Regina pushed her uncle back, closed the door and sprang to the couch, holding out the letters.

Sitting as still as stone, Mrs. Laurance did not appear to notice them.

"Darling mother, God knows what is best for us all."

Slowly the strained eyes turned to the appealing face of her kneeling child, and something there broke up the frozen deeps of her heart.

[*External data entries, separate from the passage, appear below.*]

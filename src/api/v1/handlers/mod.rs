pub mod health;
pub mod home;
pub mod login;
pub mod tweets;
/*
 * Responsibility
 * - bearer credential → 検証済み Identity への変換
 * - provider のエラーを AuthError (MissingCredential / MalformedToken / InvalidToken /
 *   IdentityLookupFailed) に畳み込む
 * - キャッシュは持たない (毎回 provider に問い合わせる)
 */
use std::sync::Arc;

use thiserror::Error;

use crate::services::identity::provider::IdentityProvider;

const BEARER_PREFIX: &str = "Bearer ";

#[derive(Debug, Error, Clone, Copy, PartialEq, Eq)]
pub enum AuthError {
    #[error("bearer credential is missing")]
    MissingCredential,
    #[error("token is malformed")]
    MalformedToken,
    #[error("token is invalid")]
    InvalidToken,
    #[error("identity lookup failed")]
    IdentityLookupFailed,
}

/// Verified subject. Only the verifier hands these out.
#[derive(Debug, Clone, PartialEq, Eq)]
pub struct Identity {
    email: String,
    issuer: String,
}

impl Identity {
    pub(in crate::services::identity) fn verified(
        email: impl Into<String>,
        issuer: impl Into<String>,
    ) -> Self {
        Self {
            email: email.into(),
            issuer: issuer.into(),
        }
    }

    pub fn email(&self) -> &str {
        &self.email
    }

    pub fn issuer(&self) -> &str {
        &self.issuer
    }
}

/// Pulls the token out of an `Authorization` header value.
pub fn extract_bearer(header: Option<&str>) -> Result<&str, AuthError> {
    let token = header
        .and_then(|v| v.strip_prefix(BEARER_PREFIX))
        .map(str::trim)
        .ok_or(AuthError::MissingCredential)?;

    if token.is_empty() {
        return Err(AuthError::MissingCredential);
    }
    Ok(token)
}

#[derive(Clone)]
pub struct IdentityVerifier {
    provider: Arc<dyn IdentityProvider>,
}

impl std::fmt::Debug for IdentityVerifier {
    fn fmt(&self, f: &mut std::fmt::Formatter<'_>) -> std::fmt::Result {
        f.debug_struct("IdentityVerifier")
            .field("provider", &self.provider.provider_name())
            .finish()
    }
}

impl IdentityVerifier {
    pub fn new(provider: Arc<dyn IdentityProvider>) -> Self {
        Self { provider }
    }

    pub async fn verify(&self, credential: &str) -> Result<Identity, AuthError> {
        let credential = credential.trim();
        if credential.is_empty() {
            return Err(AuthError::MissingCredential);
        }

        let token = self.provider.parse_token(credential).map_err(|err| {
            tracing::warn!(error = %err, "malformed identity token");
            AuthError::MalformedToken
        })?;

        token.validate().map_err(|err| {
            tracing::warn!(error = %err, issuer = token.issuer(), "identity token failed validation");
            AuthError::InvalidToken
        })?;

        let metadata = self
            .provider
            .metadata_by_issuer(token.issuer())
            .await
            .map_err(|err| {
                tracing::warn!(
                    error = %err,
                    issuer = token.issuer(),
                    provider = self.provider.provider_name(),
                    "identity metadata lookup failed"
                );
                AuthError::IdentityLookupFailed
            })?;

        // Phone/SMS logins come back without an email; ownership is keyed by email.
        let email = metadata
            .email
            .filter(|e| !e.trim().is_empty())
            .ok_or_else(|| {
                tracing::warn!(issuer = token.issuer(), "identity has no email");
                AuthError::IdentityLookupFailed
            })?;

        tracing::debug!(
            issuer = %metadata.issuer,
            public_address = ?metadata.public_address,
            "identity verified"
        );

        Ok(Identity::verified(email, metadata.issuer))
    }

    /// Header-level entry point used by the auth middleware.
    pub async fn verify_header(&self, header: Option<&str>) -> Result<Identity, AuthError> {
        let token = extract_bearer(header)?;
        self.verify(token).await
    }
}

"Are you sure? Is there no hope?"

"No hope; except to meet him in heaven."

Throwing her hands above her head, the wretched woman wrung them despairingly, and the pain of all the bitter past wailed in her passionate cry:

"Lost for ever! And I would not forgive him! My husband! My own husband! When he begged for pardon I spurned, and derided, and taunted him! Oh! I meant sometime to forgive him; after I had accomplished all I planned. After he was beggared, and humiliated in the eyes of the world, and that woman occupied the position where they all sought to keep me, a mother and yet no lawful wife, after I had enjoyed my triumph a little while, I fully intended to listen to my heart long enough to tell him that I forgave him because he was your father! And now, where is my revenge? Where is my triumph? God has turned His back upon me; has struck from my hands all that I have toiled for fifteen years to accomplish. They all triumph over me now, in their quiet graves, resting in peace; and I live, only to regret! To regret!"